▶ [Material for the task]
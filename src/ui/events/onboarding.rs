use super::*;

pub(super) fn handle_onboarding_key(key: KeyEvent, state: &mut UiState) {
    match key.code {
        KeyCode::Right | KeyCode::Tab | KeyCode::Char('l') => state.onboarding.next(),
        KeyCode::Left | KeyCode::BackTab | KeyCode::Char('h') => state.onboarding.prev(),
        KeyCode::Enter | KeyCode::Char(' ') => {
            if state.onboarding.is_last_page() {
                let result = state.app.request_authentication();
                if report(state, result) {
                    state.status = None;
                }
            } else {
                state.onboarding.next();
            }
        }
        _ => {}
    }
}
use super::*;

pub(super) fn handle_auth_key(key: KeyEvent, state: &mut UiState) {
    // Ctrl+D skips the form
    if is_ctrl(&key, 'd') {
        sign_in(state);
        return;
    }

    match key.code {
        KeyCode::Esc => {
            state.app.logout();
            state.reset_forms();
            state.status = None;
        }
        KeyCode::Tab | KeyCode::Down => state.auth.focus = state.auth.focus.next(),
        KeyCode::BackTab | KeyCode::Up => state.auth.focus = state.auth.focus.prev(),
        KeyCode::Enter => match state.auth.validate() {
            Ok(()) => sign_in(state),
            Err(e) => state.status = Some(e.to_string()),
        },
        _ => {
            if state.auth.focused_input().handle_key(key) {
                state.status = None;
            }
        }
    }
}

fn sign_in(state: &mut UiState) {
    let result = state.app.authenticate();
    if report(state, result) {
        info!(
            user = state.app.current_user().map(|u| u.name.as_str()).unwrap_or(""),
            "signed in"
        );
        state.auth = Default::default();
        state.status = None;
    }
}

* * *

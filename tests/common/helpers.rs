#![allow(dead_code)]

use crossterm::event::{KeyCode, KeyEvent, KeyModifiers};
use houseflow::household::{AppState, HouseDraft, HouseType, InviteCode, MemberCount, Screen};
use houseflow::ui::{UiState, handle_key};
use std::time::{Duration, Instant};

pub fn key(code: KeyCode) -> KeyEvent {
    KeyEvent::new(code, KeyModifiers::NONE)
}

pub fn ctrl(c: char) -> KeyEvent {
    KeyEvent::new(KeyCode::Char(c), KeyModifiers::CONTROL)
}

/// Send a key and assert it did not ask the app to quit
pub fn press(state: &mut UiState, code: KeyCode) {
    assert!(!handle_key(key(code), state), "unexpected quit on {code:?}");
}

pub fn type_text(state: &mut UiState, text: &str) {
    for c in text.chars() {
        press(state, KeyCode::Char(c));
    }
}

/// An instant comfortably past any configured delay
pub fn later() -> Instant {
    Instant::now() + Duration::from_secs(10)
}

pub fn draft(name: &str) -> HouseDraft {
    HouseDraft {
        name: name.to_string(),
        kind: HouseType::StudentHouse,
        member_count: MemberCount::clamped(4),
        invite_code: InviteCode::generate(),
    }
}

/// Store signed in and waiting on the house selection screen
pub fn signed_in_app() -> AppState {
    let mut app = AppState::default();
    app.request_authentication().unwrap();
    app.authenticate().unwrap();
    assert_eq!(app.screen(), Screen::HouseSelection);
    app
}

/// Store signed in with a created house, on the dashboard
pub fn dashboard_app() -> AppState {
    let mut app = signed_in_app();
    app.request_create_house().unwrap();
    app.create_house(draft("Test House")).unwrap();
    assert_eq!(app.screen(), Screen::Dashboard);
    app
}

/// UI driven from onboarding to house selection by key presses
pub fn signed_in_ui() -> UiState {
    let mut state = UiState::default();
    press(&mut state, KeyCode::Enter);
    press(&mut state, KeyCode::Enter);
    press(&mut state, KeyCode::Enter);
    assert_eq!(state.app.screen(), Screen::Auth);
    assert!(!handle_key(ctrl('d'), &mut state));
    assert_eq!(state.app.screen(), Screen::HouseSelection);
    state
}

▶ [What to work on] I'd like the lines above from the one with "filename src/ui/events/onboarding.rs" up to and including the one with "let result = state.app.request_authentication();" copied exactly, with no other lines.

▶ [Task output]
filename src/ui/events/onboarding.rs
use super::*;

pub(super) fn handle_onboarding_key(key: KeyEvent, state: &mut UiState) {
    match key.code {
        KeyCode::Right | KeyCode::Tab | KeyCode::Char('l') => state.onboarding.next(),
        KeyCode::Left | KeyCode::BackTab | KeyCode::Char('h') => state.onboarding.prev(),
        KeyCode::Enter | KeyCode::Char(' ') => {
            if state.onboarding.is_last_page() {
                let result = state.app.request_authentication();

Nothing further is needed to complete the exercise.